Autour de chaque architecte important se réunissaient maîtres décorateurs, charpentiers, bronziers et spécialistes en mobilier. Imprégnés d’idées communes, ils étaient prêts à exécuter les conceptions les plus audacieuses. Chaque entreprise comptait des artisans français, qui y trouvaient un bon salaire mais aussi la possibilité d’exprimer leur créativité.
La colonne triomphale d’Alexandre
Un apport remarquable des Français a permis la résolution de tâches d’ingénierie et d’urbanisme. Deux d’entre eux, Augustin Betancourt (un Espagnol d’origine française) et Pierre Basin, ont pratiquement dirigé tous les travaux au sein du comité fondé en 1816. De plus, Augustin Betancourt fut le premier directeur, de 1809 à 1824, de l’école d’ingénieurs spécialisés en voies de communication, qu’il avait lui-même fondée, il y fut remplacé par Pierre Basin, en 1824. Tous deux ont participé activement à la mise en place des ponts, chaussées, canaux et autres constructions pétersbourgeoises. Et leur méconnaissance totale de la langue russe ne les a pas empêchés de mener à bien ces travaux, qui exigeaient de gros efforts collectifs.
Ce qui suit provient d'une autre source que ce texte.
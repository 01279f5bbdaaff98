// SPDX-License-Identifier: BUSL-1.1
// Copyright (c) 2026 Alfred Jean LLC

use super::*;

#[tokio::test]
async fn gives_up_after_max_attempts_against_an_unreachable_port() {
    let config = ConnectConfig { max_attempts: 2, retry_delay: Duration::from_millis(1) };
    // Port 0 never accepts, so every attempt fails fast.
    let result = connect_with_retry("ws://127.0.0.1:0/ws", config).await;
    assert!(result.is_err());
}

#[test]
fn default_config_matches_bridge_startup_budget() {
    let config = ConnectConfig::default();
    assert_eq!(config.max_attempts, 20);
    assert_eq!(config.retry_delay, Duration::from_millis(500));
}
// SPDX-License-Identifier: BUSL-1.1
// Copyright (c) 2026 Alfred Jean LLC

//! Length-delimited JSON framing for the control plane's local admin
//! socket (used by the `cli` crate to talk to a running `daemon`).
//!
//! Wire format: 4-byte big-endian length prefix + JSON payload. The
//! browser- and bridge-facing protocols (`browser`, `bridge` modules) ride
//! over WebSocket text frames instead and do not use this codec — a
//! WebSocket frame is already a delimited message.

use serde::de::DeserializeOwned;
use serde::Serialize;
use thiserror::Error;
use tokio::io::{AsyncRead, AsyncReadExt, AsyncWrite, AsyncWriteExt};

/// Messages larger than this are rejected rather than allocated.
pub const MAX_FRAME_LEN: u32 = 64 * 1024 * 1024;

#[derive(Debug, Error)]
pub enum FramingError {
    #[error("frame length {0} exceeds maximum {MAX_FRAME_LEN}")]
    FrameTooLarge(u32),
    #[error("io error: {0}")]
    Io(#[from] std::io::Error),
    #[error("json error: {0}")]
    Json(#[from] serde_json::Error),
}

pub fn encode<T: Serialize>(value: &T) -> Result<Vec<u8>, FramingError> {
    let payload = serde_json::to_vec(value)?;
    let len = u32::try_from(payload.len()).map_err(|_| FramingError::FrameTooLarge(u32::MAX))?;
    let mut out = Vec::with_capacity(4 + payload.len());
    out.extend_from_slice(&len.to_be_bytes());
    out.extend_from_slice(&payload);
    Ok(out)
}

pub fn decode<T: DeserializeOwned>(payload: &[u8]) -> Result<T, FramingError> {
    Ok(serde_json::from_slice(payload)?)
}

pub async fn write_message<W: AsyncWrite + Unpin, T: Serialize>(
    writer: &mut W,
    value: &T,
) -> Result<(), FramingError> {
    let framed = encode(value)?;
    writer.write_all(&framed).await?;
    writer.flush().await?;
    Ok(())
}

pub async fn read_message<R: AsyncRead + Unpin, T: DeserializeOwned>(
    reader: &mut R,
) -> Result<Option<T>, FramingError> {
    let mut len_buf = [0u8; 4];
    match reader.read_exact(&mut len_buf).await {
        Ok(_) => {}
        Err(e) if e.kind() == std::io::ErrorKind::UnexpectedEof => return Ok(None),
        Err(e) => return Err(e.into()),
    }
    let len = u32::from_be_bytes(len_buf);
    if len > MAX_FRAME_LEN {
        return Err(FramingError::FrameTooLarge(len));
    }
    let mut payload = vec![0u8; len as usize];
    reader.read_exact(&mut payload).await?;
    Ok(Some(decode(&payload)?))
}

#[cfg(test)]
#[path = "framing_tests.rs"]
mod tests;
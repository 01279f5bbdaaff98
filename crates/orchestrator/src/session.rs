// SPDX-License-Identifier: BUSL-1.1
// Copyright (c) 2026 Alfred Jean LLC

use crate::stderr_ring::StderrRing;
use scp_core::{ChatMode, ClientId, SandboxId};
use std::collections::HashSet;
use tokio_util::sync::CancellationToken;

#[derive(Debug, Clone, Copy, PartialEq, Eq)]
pub enum SessionState {
    Idle,
    Starting,
    AwaitingFirst,
    Streaming,
    Completed,
    Errored,
    Retrying,
}

/// In-memory state for one chat's active turn (§3, §5). Owned exclusively
/// by the orchestrator; never persisted.
pub(crate) struct Session {
    pub state: SessionState,
    pub sandbox_id: SandboxId,
    pub subscribers: HashSet<ClientId>,
    pub received_first_message: bool,
    pub retried: bool,
    /// The turn's original `mode`/`model`, reused verbatim on retry so a
    /// restart doesn't silently fall back to defaults.
    pub mode: Option<ChatMode>,
    pub model: Option<String>,
    pub stderr: StderrRing,
    /// Cancelled whenever a new timer is armed or the handler is torn down,
    /// the single idempotent cleanup primitive per §4.5 [ADDED].
    pub timer_cancel: CancellationToken,
}

impl Session {
    pub fn new(sandbox_id: SandboxId) -> Self {
        Self {
            state: SessionState::Idle,
            sandbox_id,
            subscribers: HashSet::new(),
            received_first_message: false,
            retried: false,
            mode: None,
            model: None,
            stderr: StderrRing::new(),
            timer_cancel: CancellationToken::new(),
        }
    }

    /// Cancel the outstanding timer and install a fresh token for the next one.
    pub fn rearm(&mut self) -> CancellationToken {
        self.timer_cancel.cancel();
        self.timer_cancel = CancellationToken::new();
        self.timer_cancel.clone()
    }
}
Ils ne se sentaient pas étrangers, ni dans le milieu mondain, où tous parlaient leur langue maternelle, ni certainement dans le milieu des fonctionnaires, depuis toujours attiré par tout ce qui venait d’Europe.
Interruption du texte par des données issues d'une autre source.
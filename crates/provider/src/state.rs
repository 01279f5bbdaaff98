// SPDX-License-Identifier: BUSL-1.1
// Copyright (c) 2026 Alfred Jean LLC

//! Raw provider states and their fixed mapping onto `ProjectStatus` (§4.1).

use scp_core::ProjectStatus;
use serde::Deserialize;

#[derive(Debug, Clone, Copy, Deserialize, PartialEq, Eq)]
#[serde(rename_all = "lowercase")]
pub enum ProviderState {
    Started,
    Stopped,
    Starting,
    Stopping,
    Archived,
    Error,
}

impl ProviderState {
    /// `started→running, stopped→stopped, starting→starting,
    /// stopping→stopped, archived→stopped, error→error`.
    pub fn to_project_status(self) -> ProjectStatus {
        match self {
            ProviderState::Started => ProjectStatus::Running,
            ProviderState::Stopped => ProjectStatus::Stopped,
            ProviderState::Starting => ProjectStatus::Starting,
            ProviderState::Stopping => ProjectStatus::Stopped,
            ProviderState::Archived => ProjectStatus::Stopped,
            ProviderState::Error => ProjectStatus::Error,
        }
    }
}

#[cfg(test)]
#[path = "state_tests.rs"]
mod tests;
/// S6 — Reconnect pre-warm: subscribing to a `running` project with a
/// sandbox that has no live bridge connection dials it before replying,
/// so the very next terminal-affecting command no longer needs to dial.
#[tokio::test]
async fn s6_subscribing_to_a_running_project_pre_warms_the_bridge_connection() {
    let h = new_harness(2_000, 2_000);
    let (bridge_url, bridge_listener) = bind_fake_bridge().await;
    let project = h.registry.create(UserId::new(), "demo", "claude", None).expect("create");
    let project = h.registry.start_or_provision_sandbox(project.id, "snap-1").await.expect("provision");
    let sandbox_id = project.sandbox_id.expect("sandbox assigned");
    assert_eq!(project.status, ProjectStatus::Starting);

    h.provider.set_bridge_address(sandbox_id, &bridge_url);

    let bridge_accept = tokio::spawn(async move {
        let (stream, _) = bridge_listener.accept().await.expect("accept");
        let _ws = tokio_tungstenite::accept_async(stream).await.expect("handshake");
    });

    assert!(!h.manager.is_connected(sandbox_id), "no bridge dialed yet");

    let gateway =
        Gateway::with_operation_timeout(Arc::clone(&h.registry), Arc::clone(&h.manager), Arc::clone(&h.orchestrator), h.events.clone(), "snap-1", Duration::from_secs(1));
    let gateway_listener = TcpListener::bind("127.0.0.1:0").await.expect("bind");
    let gateway_addr = gateway_listener.local_addr().expect("addr");
    tokio::spawn(gateway.run(gateway_listener));

    let (client, _) = tokio_tungstenite::connect_async(format!("ws://{gateway_addr}")).await.expect("client connect");
    let (mut sink, mut source) = client.split();

    sink.send(browser_text(&BrowserInbound::SubscribeProject { project_id: project.id })).await.expect("subscribe");
    let reply = next_browser_message(&mut source).await;
    assert!(matches!(reply, BrowserOutbound::Subscribed { sandbox_id: Some(s), .. } if s == sandbox_id));

    tokio::time::timeout(Duration::from_secs(2), bridge_accept).await.expect("timed out").expect("bridge accept panicked");
    assert!(h.manager.is_connected(sandbox_id), "subscribing to a running project must pre-warm its bridge connection");

    // A follow-up command against the same sandbox must not need to dial
    // again; `is_connected` staying true across the call is the only
    // externally observable signature of that, since the manager does
    // not expose a dial counter.
    sink.send(browser_text(&BrowserInbound::TerminalList { project_id: project.id })).await.expect("terminal_list");
    tokio::time::sleep(Duration::from_millis(100)).await;
    assert!(h.manager.is_connected(sandbox_id));
}
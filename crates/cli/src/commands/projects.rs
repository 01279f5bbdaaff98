// SPDX-License-Identifier: BUSL-1.1
// Copyright (c) 2026 Alfred Jean LLC

//! `scp projects` — list every project the daemon's registry knows about.

use anyhow::Result;
use std::io::Write;

use crate::client::DaemonClient;
use crate::output::OutputFormat;

pub async fn handle(format: OutputFormat) -> Result<()> {
    let mut client = DaemonClient::connect().await?;
    let projects = client.list_projects().await?;

    crate::output::handle_list(format, &projects, "no projects", |projects, out| {
        for project in projects {
            let sandbox = project.sandbox_id.map(|id| id.to_string()).unwrap_or_else(|| "-".to_string());
            let _ = writeln!(
                out,
                "{}  {}  {}  sandbox={}  updated {}",
                crate::color::header(&project.id.to_string()),
                project.name,
                project.status,
                crate::color::context(&sandbox),
                crate::output::format_time_ago(project.updated_at),
            );
        }
    })
}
Grâce à leurs activités conjointes, enrichissant la culture nationale, la Russie a su éviter le plagiat primaire : aux prototypes parisiens s’ajoutait presque toujours une interprétation neuve. En quelque sorte, les références françaises prenaient souvent un accent russe, entre autres en province.
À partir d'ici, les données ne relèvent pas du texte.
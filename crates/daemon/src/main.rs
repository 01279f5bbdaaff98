// SPDX-License-Identifier: BUSL-1.1
// Copyright (c) 2026 Alfred Jean LLC

use scp_core::Config;
use scp_daemon::App;
use std::path::PathBuf;
use tokio::net::{TcpListener, UnixListener};
use tracing_subscriber::prelude::*;

const DEFAULT_GATEWAY_BIND_ADDR: &str = "0.0.0.0:7890";
const DEFAULT_ADMIN_SOCKET_PATH: &str = "/tmp/scpd.sock";

#[tokio::main]
async fn main() -> Result<(), Box<dyn std::error::Error>> {
    let config = Config::from_env()?;

    let log_dir = config.db_path.parent().unwrap_or_else(|| std::path::Path::new("."));
    let file_appender = tracing_appender::rolling::daily(log_dir, "scpd.log");
    let (file_writer, _guard) = tracing_appender::non_blocking(file_appender);
    tracing_subscriber::registry()
        .with(tracing_subscriber::EnvFilter::from_default_env())
        .with(tracing_subscriber::fmt::layer())
        .with(tracing_subscriber::fmt::layer().with_writer(file_writer).with_ansi(false))
        .init();

    let app = App::bootstrap(config)?;

    let gateway_addr =
        std::env::var("GATEWAY_BIND_ADDR").unwrap_or_else(|_| DEFAULT_GATEWAY_BIND_ADDR.to_string());
    let gateway_listener = TcpListener::bind(&gateway_addr).await?;
    tracing::info!(addr = %gateway_addr, "client gateway listening");

    let admin_path =
        std::env::var("ADMIN_SOCKET_PATH").unwrap_or_else(|_| DEFAULT_ADMIN_SOCKET_PATH.to_string());
    let admin_path = PathBuf::from(admin_path);
    let _ = std::fs::remove_file(&admin_path);
    let admin_listener = UnixListener::bind(&admin_path)?;
    tracing::info!(path = %admin_path.display(), "admin socket listening");

    app.run(gateway_listener, admin_listener).await?;
    Ok(())
}
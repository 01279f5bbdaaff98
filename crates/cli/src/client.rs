// SPDX-License-Identifier: BUSL-1.1
// Copyright (c) 2026 Alfred Jean LLC

//! Thin client for the daemon's admin socket, grounded on the teacher's
//! own `DaemonClient` (connect, send one [`Request`], read one
//! [`Response`]) but speaking the control plane's admin protocol instead
//! of the job engine's.

use scp_daemon::admin::{Request, Response};
use scp_wire::FramingError;
use std::path::PathBuf;
use thiserror::Error;
use tokio::net::UnixStream;

const DEFAULT_ADMIN_SOCKET_PATH: &str = "/tmp/scpd.sock";

#[derive(Debug, Error)]
pub enum ClientError {
    #[error("could not reach daemon at {path}: {source}")]
    Connect { path: PathBuf, source: std::io::Error },
    #[error(transparent)]
    Framing(#[from] FramingError),
    #[error("daemon closed the connection without replying")]
    NoReply,
    #[error("unexpected response from daemon: {0:?}")]
    UnexpectedResponse(Response),
    #[error("daemon returned an error: {0}")]
    Daemon(String),
}

pub struct DaemonClient {
    stream: UnixStream,
}

impl DaemonClient {
    /// Connect to the admin socket named by `ADMIN_SOCKET_PATH`, or the
    /// daemon's own default if unset.
    pub async fn connect() -> Result<Self, ClientError> {
        let path = std::env::var("ADMIN_SOCKET_PATH")
            .map(PathBuf::from)
            .unwrap_or_else(|_| PathBuf::from(DEFAULT_ADMIN_SOCKET_PATH));
        Self::connect_to(&path).await
    }

    pub async fn connect_to(path: &std::path::Path) -> Result<Self, ClientError> {
        let stream = UnixStream::connect(path)
            .await
            .map_err(|source| ClientError::Connect { path: path.to_path_buf(), source })?;
        Ok(Self { stream })
    }

    async fn send(&mut self, request: &Request) -> Result<Response, ClientError> {
        scp_wire::write_message(&mut self.stream, request).await?;
        match scp_wire::read_message::<_, Response>(&mut self.stream).await? {
            Some(response) => Ok(response),
            None => Err(ClientError::NoReply),
        }
    }

    fn reject<T>(response: Response) -> Result<T, ClientError> {
        match response {
            Response::Error { message } => Err(ClientError::Daemon(message)),
            other => Err(ClientError::UnexpectedResponse(other)),
        }
    }

    pub async fn status(&mut self) -> Result<usize, ClientError> {
        match self.send(&Request::Status).await? {
            Response::Status { project_count } => Ok(project_count),
            other => Self::reject(other),
        }
    }

    pub async fn list_projects(&mut self) -> Result<Vec<scp_core::Project>, ClientError> {
        match self.send(&Request::ListProjects).await? {
            Response::Projects { projects } => Ok(projects),
            other => Self::reject(other),
        }
    }

    pub async fn force_reconcile(&mut self, project_id: scp_core::ProjectId) -> Result<scp_core::Project, ClientError> {
        match self.send(&Request::ForceReconcile { project_id }).await? {
            Response::Reconciled { project } => Ok(project),
            other => Self::reject(other),
        }
    }
}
Vers la fin du règne d’Alexandre Ier, à Pétersbourg une véritable décoration des intérieurs vit le jour, perçue par les étrangers comme un « style russe » de vie.
(d’après les sites Internet)
1 Вигель Ф. Ф. Записки. М., 1891. Ч. 2. С. 31
2 Записки графа Е. Ф. Комаровского. М., 1990. С. 62-63.
3 Вигель Ф. Ф. Указ. соч. С. 38-39.
4 Bernard Chevalier Flammarion. L’Art de vivre au temps de Joséphine. Paris, 1998, p. 7.
5 Stendhal. Lettres intimes. Paris, 1892, p. 315. Цитируется по: Соколова Т. М., Орлова К. А. Глазами современников. Л., 1982. С. 59.
6 Вигель Ф. Ф. Указ. соч. Ч. 4. С. 66.
7 Зодчие Санкт-Петербурга XIX — начала ХХ века. СПб., 1998. С. 160.